The resulting optimized traces are then simply interpreted at the bottom of the quadtree recursion. Matt talks about also generating machine code from them, but when I tried to use PyPy's JIT for that it was way too slow at producing machine code.

Testing soundness of the interval abstract domain¶

To make sure that my interval computation in the optimizer is correct, I implemented a hypothesis-based property based test. It checks the abstract transfer functions of the interval domain for soundness. It does so by generating random concrete input values for an operation and random intervals that surround the random concrete values, then performs the concrete operation to get the concrete output, and finally checks that the abstract transfer function applied to the input intervals gives an interval that contains the concrete output.

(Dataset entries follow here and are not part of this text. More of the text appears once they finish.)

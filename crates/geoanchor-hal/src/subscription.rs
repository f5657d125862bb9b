//! RAII handle for a running sensor stream.

use tracing::debug;

type Teardown = Box<dyn FnOnce() + Send>;

/// A live sensor subscription.
///
/// The teardown closure supplied by the provider runs exactly once, either
/// on [`cancel`][Self::cancel] or when the handle is dropped. Owning scopes
/// hold these so that leaving the scope always releases the sensor.
pub struct Subscription {
    name: String,
    teardown: Option<Teardown>,
}

impl Subscription {
    pub fn new(name: impl Into<String>, teardown: impl FnOnce() + Send + 'static) -> Self {
        Self {
            name: name.into(),
            teardown: Some(Box::new(teardown)),
        }
    }

    /// Name of the stream, e.g. `"sim_compass"`.
    pub fn name(&self) -> &str {
        &self.name
    }

    pub fn is_active(&self) -> bool {
        self.teardown.is_some()
    }

    /// Stop the stream. Further calls are no-ops.
    pub fn cancel(&mut self) {
        if let Some(teardown) = self.teardown.take() {
            debug!(subscription = %self.name, "unsubscribing");
            teardown();
        }
    }
}

impl Drop for Subscription {
    fn drop(&mut self) {
        self.cancel();
    }
}

impl std::fmt::Debug for Subscription {
    fn fmt(&self, f: &mut std::fmt::Formatter<'_>) -> std::fmt::Result {
        f.debug_struct("Subscription")
            .field("name", &self.name)
            .field("active", &self.is_active())
            .finish()
    }
}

For example, the random test for the square operation would look like this:

from hypothesis import given, strategies, assume
from pyfidget.vm import IntervalFrame, DirectFrame
import math

regular_floats = strategies.floats(allow_nan=False, allow_infinity=False)

def make_range_and_contained_float(a, b, c):
    a, b, c, = sorted([a, b, c])
    return a, b, c

frame = DirectFrame(None)
intervalframe = IntervalFrame(None)

range_and_contained_float = strategies.builds(make_range_and_contained_float, regular_floats, regular_floats, regular_floats)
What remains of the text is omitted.